* _What the exercise asks_:
Below are some records. Print all of them exactly as they appear.
··· Source material ···
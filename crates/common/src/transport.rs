//! Asynchronous transfer capability
//!
//! The engine never talks to a USB stack directly. It is handed a
//! [`Transport`] that can start a transfer on one of the session's two
//! transfer objects and later deliver its [`Completion`] by invoking a
//! callback on the transport's own completion context.
//!
//! Contract every implementation must honor:
//! - at most one transfer is in flight per [`TransferSlot`]; a second submit
//!   fails with [`SubmitError::Busy`]
//! - a completion callback may resubmit on its own slot; while it runs the
//!   slot is not considered in flight
//! - [`Transport::cancel`] blocks until the slot is quiescent (nothing
//!   pending and no callback executing), is idempotent, and makes any
//!   submit on that slot fail with [`SubmitError::Rejected`] until it returns
//! - a transfer interrupted by `cancel` still completes, with
//!   [`TransferStatus::Cancelled`]
//! - `cancel` must not be called from inside a completion callback

use protocol::{ControlSetup, TransferStatus};
use thiserror::Error;

/// The session's transfer objects
#[derive(Debug, Clone, Copy, PartialEq, Eq, Hash)]
pub enum TransferSlot {
    /// Continuous read of the interrupt IN endpoint
    Interrupt,
    /// The alternating vendor control requests
    Control,
}

impl std::fmt::Display for TransferSlot {
    fn fmt(&self, f: &mut std::fmt::Formatter<'_>) -> std::fmt::Result {
        match self {
            TransferSlot::Interrupt => write!(f, "interrupt"),
            TransferSlot::Control => write!(f, "control"),
        }
    }
}

/// Where a transfer goes and how much it reads
#[derive(Debug, Clone, Copy, PartialEq, Eq)]
pub enum TransferRequest {
    /// Read up to `length` bytes from an interrupt IN endpoint
    Interrupt { endpoint: u8, length: usize },
    /// Control transfer on the default pipe
    Control(ControlSetup),
}

impl TransferRequest {
    /// Size of the buffer the transport must provide
    pub fn buffer_len(&self) -> usize {
        match self {
            TransferRequest::Interrupt { length, .. } => *length,
            TransferRequest::Control(setup) => setup.length as usize,
        }
    }
}

/// Allocation discipline for a submission
#[derive(Debug, Clone, Copy, PartialEq, Eq)]
pub enum AllocMode {
    /// Caller is a completion callback and must not block
    NoWait,
    /// Caller is a lifecycle entry point and may block
    MayBlock,
}

/// Result of one finished transfer
#[derive(Debug, Clone, PartialEq, Eq)]
pub struct Completion {
    pub status: TransferStatus,
    /// Bytes actually transferred; empty unless `status` is `Completed`
    pub data: Vec<u8>,
}

impl Completion {
    pub fn completed(data: Vec<u8>) -> Self {
        Self {
            status: TransferStatus::Completed,
            data,
        }
    }

    pub fn failed(status: TransferStatus) -> Self {
        Self {
            status,
            data: Vec::new(),
        }
    }
}

/// Callback invoked exactly once when a submitted transfer finishes
pub type CompletionHandler = Box<dyn FnOnce(Completion) + Send + 'static>;

/// Reasons a submission can be refused
#[derive(Debug, Clone, PartialEq, Eq, Error)]
pub enum SubmitError {
    /// Resources for the transfer could not be allocated
    #[error("out of memory")]
    NoMemory,

    /// The slot already has a transfer in flight
    #[error("transfer already in flight")]
    Busy,

    /// The platform deliberately refused the submission (slot being cancelled,
    /// forced suspend). Not an error condition.
    #[error("submission rejected by policy")]
    Rejected,

    /// The device is gone
    #[error("no such device")]
    NoDevice,

    /// Any other transport failure
    #[error("I/O error: {0}")]
    Io(String),
}

impl SubmitError {
    /// True for the deliberate refusal that must not be reported as an error
    pub fn is_policy_rejection(&self) -> bool {
        matches!(self, SubmitError::Rejected)
    }
}

/// Capability to run asynchronous transfers against the device
pub trait Transport: Send + Sync {
    /// Start a transfer on `slot`; `on_complete` runs on the completion context
    fn submit(
        &self,
        slot: TransferSlot,
        request: TransferRequest,
        alloc: AllocMode,
        on_complete: CompletionHandler,
    ) -> Result<(), SubmitError>;

    /// Cancel whatever is in flight on `slot` and wait for quiescence
    fn cancel(&self, slot: TransferSlot);
}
···
* _Answer to the problem_:
filename crates/common/src/transport.rs
//! Asynchronous transfer capability
//!
//! The engine never talks to a USB stack directly. It is handed a
//! [`Transport`] that can start a transfer on one of the session's two
//! transfer objects and later deliver its [`Completion`] by invoking a
//! callback on the transport's own completion context.
//!
//! Contract every implementation must honor:
//! - at most one transfer is in flight per [`TransferSlot`]; a second submit
//!   fails with [`SubmitError::Busy`]
//! - a completion callback may resubmit on its own slot; while it runs the
//!   slot is not considered in flight
//! - [`Transport::cancel`] blocks until the slot is quiescent (nothing
//!   pending and no callback executing), is idempotent, and makes any
//!   submit on that slot fail with [`SubmitError::Rejected`] until it returns
//! - a transfer interrupted by `cancel` still completes, with
//!   [`TransferStatus::Cancelled`]
//! - `cancel` must not be called from inside a completion callback

use protocol::{ControlSetup, TransferStatus};
use thiserror::Error;

/// The session's transfer objects
#[derive(Debug, Clone, Copy, PartialEq, Eq, Hash)]
pub enum TransferSlot {
    /// Continuous read of the interrupt IN endpoint
    Interrupt,
    /// The alternating vendor control requests
    Control,
}

impl std::fmt::Display for TransferSlot {
    fn fmt(&self, f: &mut std::fmt::Formatter<'_>) -> std::fmt::Result {
        match self {
            TransferSlot::Interrupt => write!(f, "interrupt"),
            TransferSlot::Control => write!(f, "control"),
        }
    }
}

/// Where a transfer goes and how much it reads
#[derive(Debug, Clone, Copy, PartialEq, Eq)]
pub enum TransferRequest {
    /// Read up to `length` bytes from an interrupt IN endpoint
    Interrupt { endpoint: u8, length: usize },
    /// Control transfer on the default pipe
    Control(ControlSetup),
}

impl TransferRequest {
    /// Size of the buffer the transport must provide
    pub fn buffer_len(&self) -> usize {
        match self {
            TransferRequest::Interrupt { length, .. } => *length,
            TransferRequest::Control(setup) => setup.length as usize,
        }
    }
}

/// Allocation discipline for a submission
#[derive(Debug, Clone, Copy, PartialEq, Eq)]
pub enum AllocMode {
    /// Caller is a completion callback and must not block
    NoWait,
    /// Caller is a lifecycle entry point and may block
    MayBlock,
}

/// Result of one finished transfer
#[derive(Debug, Clone, PartialEq, Eq)]
pub struct Completion {
    pub status: TransferStatus,
    /// Bytes actually transferred; empty unless `status` is `Completed`
    pub data: Vec<u8>,
}

impl Completion {
    pub fn completed(data: Vec<u8>) -> Self {
        Self {
            status: TransferStatus::Completed,
            data,
        }
    }

    pub fn failed(status: TransferStatus) -> Self {
        Self {
            status,
            data: Vec::new(),
        }
    }
}

/// Callback invoked exactly once when a submitted transfer finishes
pub type CompletionHandler = Box<dyn FnOnce(Completion) + Send + 'static>;

/// Reasons a submission can be refused
#[derive(Debug, Clone, PartialEq, Eq, Error)]
pub enum SubmitError {
    /// Resources for the transfer could not be allocated
    #[error("out of memory")]
    NoMemory,

    /// The slot already has a transfer in flight
    #[error("transfer already in flight")]
    Busy,

    /// The platform deliberately refused the submission (slot being cancelled,
    /// forced suspend). Not an error condition.
    #[error("submission rejected by policy")]
    Rejected,

    /// The device is gone
    #[error("no such device")]
    NoDevice,

    /// Any other transport failure
    #[error("I/O error: {0}")]
    Io(String),
}

impl SubmitError {
    /// True for the deliberate refusal that must not be reported as an error
    pub fn is_policy_rejection(&self) -> bool {
        matches!(self, SubmitError::Rejected)
    }
}

/// Capability to run asynchronous transfers against the device
pub trait Transport: Send + Sync {
    /// Start a transfer on `slot`; `on_complete` runs on the completion context
    fn submit(
        &self,
        slot: TransferSlot,
        request: TransferRequest,
        alloc: AllocMode,
        on_complete: CompletionHandler,
    ) -> Result<(), SubmitError>;

    /// Cancel whatever is in flight on `slot` and wait for quiescence
    fn cancel(&self, slot: TransferSlot);
}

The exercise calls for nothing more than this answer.